Work task |
Every entry below must be transcribed exactly, with no line missing.

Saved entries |

──────────

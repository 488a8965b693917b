//! Randomized fill trials.
//!
//! A trial keeps throwing uniformly random tower requests at a grid until a
//! try budget runs out or a stop condition is met. A batch repeats that on a
//! freshly reset grid and records the outcome of each trial.
//!
//! The random source is always passed in. Seed it (e.g. `StdRng::seed_from_u64`)
//! for reproducible batches.

use rand::Rng;
use serde::{Deserialize, Serialize};

use crate::error::{CoverageError, Result};
use crate::grid::{Grid, Rect};

/// Stop conditions for one fill trial.
#[derive(Debug, Clone, Copy, PartialEq, Eq, Serialize, Deserialize)]
pub struct TrialConfig {
    /// Maximum number of random tower requests.
    pub max_try: usize,
    /// Stop once this many towers are placed.
    pub n_tower: usize,
    /// Stop once at least this many cells are covered.
    pub final_cover: usize,
}

impl Default for TrialConfig {
    fn default() -> Self {
        Self {
            max_try: 100,
            n_tower: 10,
            final_cover: 1,
        }
    }
}

impl TrialConfig {
    /// Check the config against the grid it will run on.
    pub fn validate(&self, grid: &Grid) -> Result<()> {
        if self.max_try == 0 {
            return Err(invalid("max_try", "must be > 0".into()));
        }
        if self.n_tower == 0 {
            return Err(invalid("n_tower", "must be > 0".into()));
        }
        if self.final_cover == 0 || self.final_cover > grid.total_cells() {
            return Err(invalid(
                "final_cover",
                format!("must be in 1..={}, got {}", grid.total_cells(), self.final_cover),
            ));
        }
        Ok(())
    }
}

fn invalid(name: &'static str, reason: String) -> CoverageError {
    CoverageError::InvalidParameter { name, reason }
}

/// Draw a uniform random request that always fits inside `grid`.
///
/// The origin is uniform over all cells, then each extent is uniform over
/// what remains toward the far edge.
pub fn random_candidate(rng: &mut impl Rng, grid: &Grid) -> Rect {
    let (x_range, y_range) = (grid.x_range(), grid.y_range());
    let x = rng.gen_range(0..x_range);
    let y = rng.gen_range(0..y_range);
    let size_x = rng.gen_range(1..=x_range - x);
    let size_y = rng.gen_range(1..=y_range - y);
    Rect::new(x, y, size_x, size_y)
}

/// Why a fill trial ended.
#[derive(Debug, Clone, Copy, PartialEq, Eq, Serialize, Deserialize)]
pub enum StopReason {
    /// One tower per cell; nothing more can be placed.
    Saturated,
    TowerLimit,
    CoverageReached,
    OutOfTries,
}

fn stop_reason(grid: &Grid, config: &TrialConfig) -> Option<StopReason> {
    if grid.tower_count() == grid.max_towers() {
        Some(StopReason::Saturated)
    } else if grid.tower_count() == config.n_tower {
        Some(StopReason::TowerLimit)
    } else if config.final_cover <= grid.covered_cells() {
        Some(StopReason::CoverageReached)
    } else {
        None
    }
}

/// Outcome of a single fill trial.
#[derive(Debug, Clone, Copy, PartialEq, Eq, Serialize, Deserialize)]
pub struct FillOutcome {
    /// Requests drawn, including ones that placed nothing.
    pub tries: usize,
    pub stop: StopReason,
}

/// Fill `grid` with random towers until a stop condition holds.
///
/// Stop conditions are checked before every request, in order: saturation,
/// tower limit, coverage target. When the budget runs out they are checked
/// once more, so `OutOfTries` means none of them holds. The grid is not
/// reset first.
pub fn auto_fill(
    grid: &mut Grid,
    rng: &mut impl Rng,
    config: &TrialConfig,
) -> Result<FillOutcome> {
    config.validate(grid)?;

    let mut tries = 0;
    while tries < config.max_try {
        if let Some(stop) = stop_reason(grid, config) {
            return Ok(FillOutcome { tries, stop });
        }
        let candidate = random_candidate(rng, grid);
        grid.place(&candidate)?;
        tries += 1;
    }

    // The last draw may itself have met a stop condition.
    Ok(FillOutcome {
        tries,
        stop: stop_reason(grid, config).unwrap_or(StopReason::OutOfTries),
    })
}

/// Per-trial records of a batch, index-aligned.
#[derive(Debug, Clone, Default, PartialEq, Serialize, Deserialize)]
pub struct BatchRecord {
    pub tries: Vec<usize>,
    pub towers: Vec<usize>,
    pub coverage: Vec<usize>,
    pub stops: Vec<StopReason>,
    /// Coverage target the batch ran with.
    pub final_cover: usize,
}

/// min / mean / max of one series.
#[derive(Debug, Clone, Copy, PartialEq, Serialize, Deserialize)]
pub struct SeriesStats {
    pub min: usize,
    pub max: usize,
    pub mean: f64,
}

impl SeriesStats {
    fn of(values: &[usize]) -> Option<Self> {
        let min = *values.iter().min()?;
        let max = *values.iter().max()?;
        let mean = values.iter().sum::<usize>() as f64 / values.len() as f64;
        Some(Self { min, max, mean })
    }
}

/// Aggregate view of a batch.
#[derive(Debug, Clone, Copy, PartialEq, Serialize, Deserialize)]
pub struct BatchSummary {
    pub trials: usize,
    pub tries: SeriesStats,
    pub towers: SeriesStats,
    pub coverage: SeriesStats,
    /// Fraction of trials that reached the coverage target.
    pub target_hit_rate: f64,
}

impl BatchRecord {
    pub fn len(&self) -> usize {
        self.tries.len()
    }

    pub fn is_empty(&self) -> bool {
        self.tries.is_empty()
    }

    /// `None` for an empty record.
    pub fn summary(&self) -> Option<BatchSummary> {
        let hits = self
            .coverage
            .iter()
            .filter(|&&c| c >= self.final_cover)
            .count();
        Some(BatchSummary {
            trials: self.len(),
            tries: SeriesStats::of(&self.tries)?,
            towers: SeriesStats::of(&self.towers)?,
            coverage: SeriesStats::of(&self.coverage)?,
            target_hit_rate: hits as f64 / self.len() as f64,
        })
    }
}

/// Run `n_exp` independent fill trials on `grid`, resetting between them.
///
/// The grid is reset before the first trial and is left empty afterwards.
pub fn batch_experiment(
    grid: &mut Grid,
    rng: &mut impl Rng,
    n_exp: usize,
    config: &TrialConfig,
) -> Result<BatchRecord> {
    if n_exp == 0 {
        return Err(invalid("n_exp", "must be > 0".into()));
    }
    config.validate(grid)?;

    let mut record = BatchRecord {
        final_cover: config.final_cover,
        ..Default::default()
    };
    grid.reset();

    for _ in 0..n_exp {
        let outcome = auto_fill(grid, rng, config)?;
        record.tries.push(outcome.tries);
        record.towers.push(grid.tower_count());
        record.coverage.push(grid.covered_cells());
        record.stops.push(outcome.stop);
        grid.reset();
    }

    if let Some(summary) = record.summary() {
        log::info!(
            "batch of {} on {}×{}: mean coverage {:.1}/{} cells, mean towers {:.1}",
            n_exp,
            grid.x_range(),
            grid.y_range(),
            summary.coverage.mean,
            grid.total_cells(),
            summary.towers.mean
        );
    }
    Ok(record)
}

──────────

Task answer |
repository 488a8965b693917b
//! Randomized fill trials.
//!
//! A trial keeps throwing uniformly random tower requests at a grid until a
//! try budget runs out or a stop condition is met. A batch repeats that on a
//! freshly reset grid and records the outcome of each trial.
//!
//! The random source is always passed in. Seed it (e.g. `StdRng::seed_from_u64`)
//! for reproducible batches.

use rand::Rng;
use serde::{Deserialize, Serialize};

use crate::error::{CoverageError, Result};
use crate::grid::{Grid, Rect};

/// Stop conditions for one fill trial.
#[derive(Debug, Clone, Copy, PartialEq, Eq, Serialize, Deserialize)]
pub struct TrialConfig {
    /// Maximum number of random tower requests.
    pub max_try: usize,
    /// Stop once this many towers are placed.
    pub n_tower: usize,
    /// Stop once at least this many cells are covered.
    pub final_cover: usize,
}

impl Default for TrialConfig {
    fn default() -> Self {
        Self {
            max_try: 100,
            n_tower: 10,
            final_cover: 1,
        }
    }
}

impl TrialConfig {
    /// Check the config against the grid it will run on.
    pub fn validate(&self, grid: &Grid) -> Result<()> {
        if self.max_try == 0 {
            return Err(invalid("max_try", "must be > 0".into()));
        }
        if self.n_tower == 0 {
            return Err(invalid("n_tower", "must be > 0".into()));
        }
        if self.final_cover == 0 || self.final_cover > grid.total_cells() {
            return Err(invalid(
                "final_cover",
                format!("must be in 1..={}, got {}", grid.total_cells(), self.final_cover),
            ));
        }
        Ok(())
    }
}

fn invalid(name: &'static str, reason: String) -> CoverageError {
    CoverageError::InvalidParameter { name, reason }
}

/// Draw a uniform random request that always fits inside `grid`.
///
/// The origin is uniform over all cells, then each extent is uniform over
/// what remains toward the far edge.
pub fn random_candidate(rng: &mut impl Rng, grid: &Grid) -> Rect {
    let (x_range, y_range) = (grid.x_range(), grid.y_range());
    let x = rng.gen_range(0..x_range);
    let y = rng.gen_range(0..y_range);
    let size_x = rng.gen_range(1..=x_range - x);
    let size_y = rng.gen_range(1..=y_range - y);
    Rect::new(x, y, size_x, size_y)
}

/// Why a fill trial ended.
#[derive(Debug, Clone, Copy, PartialEq, Eq, Serialize, Deserialize)]
pub enum StopReason {
    /// One tower per cell; nothing more can be placed.
    Saturated,
    TowerLimit,
    CoverageReached,
    OutOfTries,
}

fn stop_reason(grid: &Grid, config: &TrialConfig) -> Option<StopReason> {
    if grid.tower_count() == grid.max_towers() {
        Some(StopReason::Saturated)
    } else if grid.tower_count() == config.n_tower {
        Some(StopReason::TowerLimit)
    } else if config.final_cover <= grid.covered_cells() {
        Some(StopReason::CoverageReached)
    } else {
        None
    }
}

/// Outcome of a single fill trial.
#[derive(Debug, Clone, Copy, PartialEq, Eq, Serialize, Deserialize)]
pub struct FillOutcome {
    /// Requests drawn, including ones that placed nothing.
    pub tries: usize,
    pub stop: StopReason,
}

/// Fill `grid` with random towers until a stop condition holds.
///
/// Stop conditions are checked before every request, in order: saturation,
/// tower limit, coverage target. When the budget runs out they are checked
/// once more, so `OutOfTries` means none of them holds. The grid is not
/// reset first.
pub fn auto_fill(
    grid: &mut Grid,
    rng: &mut impl Rng,
    config: &TrialConfig,
) -> Result<FillOutcome> {
    config.validate(grid)?;

    let mut tries = 0;
    while tries < config.max_try {
        if let Some(stop) = stop_reason(grid, config) {
            return Ok(FillOutcome { tries, stop });
        }
        let candidate = random_candidate(rng, grid);
        grid.place(&candidate)?;
        tries += 1;
    }

    // The last draw may itself have met a stop condition.
    Ok(FillOutcome {
        tries,
        stop: stop_reason(grid, config).unwrap_or(StopReason::OutOfTries),
    })
}

/// Per-trial records of a batch, index-aligned.
#[derive(Debug, Clone, Default, PartialEq, Serialize, Deserialize)]
pub struct BatchRecord {
    pub tries: Vec<usize>,
    pub towers: Vec<usize>,
    pub coverage: Vec<usize>,
    pub stops: Vec<StopReason>,
    /// Coverage target the batch ran with.
    pub final_cover: usize,
}

/// min / mean / max of one series.
#[derive(Debug, Clone, Copy, PartialEq, Serialize, Deserialize)]
pub struct SeriesStats {
    pub min: usize,
    pub max: usize,
    pub mean: f64,
}

impl SeriesStats {
    fn of(values: &[usize]) -> Option<Self> {
        let min = *values.iter().min()?;
        let max = *values.iter().max()?;
        let mean = values.iter().sum::<usize>() as f64 / values.len() as f64;
        Some(Self { min, max, mean })
    }
}

/// Aggregate view of a batch.
#[derive(Debug, Clone, Copy, PartialEq, Serialize, Deserialize)]
pub struct BatchSummary {
    pub trials: usize,
    pub tries: SeriesStats,
    pub towers: SeriesStats,
    pub coverage: SeriesStats,
    /// Fraction of trials that reached the coverage target.
    pub target_hit_rate: f64,
}

impl BatchRecord {
    pub fn len(&self) -> usize {
        self.tries.len()
    }

    pub fn is_empty(&self) -> bool {
        self.tries.is_empty()
    }

    /// `None` for an empty record.
    pub fn summary(&self) -> Option<BatchSummary> {
        let hits = self
            .coverage
            .iter()
            .filter(|&&c| c >= self.final_cover)
            .count();
        Some(BatchSummary {
            trials: self.len(),
            tries: SeriesStats::of(&self.tries)?,
            towers: SeriesStats::of(&self.towers)?,
            coverage: SeriesStats::of(&self.coverage)?,
            target_hit_rate: hits as f64 / self.len() as f64,
        })
    }
}

/// Run `n_exp` independent fill trials on `grid`, resetting between them.
///
/// The grid is reset before the first trial and is left empty afterwards.
pub fn batch_experiment(
    grid: &mut Grid,
    rng: &mut impl Rng,
    n_exp: usize,
    config: &TrialConfig,
) -> Result<BatchRecord> {
    if n_exp == 0 {
        return Err(invalid("n_exp", "must be > 0".into()));
    }
    config.validate(grid)?;

    let mut record = BatchRecord {
        final_cover: config.final_cover,
        ..Default::default()
    };
    grid.reset();

    for _ in 0..n_exp {
        let outcome = auto_fill(grid, rng, config)?;
        record.tries.push(outcome.tries);
        record.towers.push(grid.tower_count());
        record.coverage.push(grid.covered_cells());
        record.stops.push(outcome.stop);
        grid.reset();
    }

    if let Some(summary) = record.summary() {
        log::info!(
            "batch of {} on {}×{}: mean coverage {:.1}/{} cells, mean towers {:.1}",
            n_exp,
            grid.x_range(),
            grid.y_range(),
            summary.coverage.mean,
            grid.total_cells(),
            summary.towers.mean
        );
    }
    Ok(record)
}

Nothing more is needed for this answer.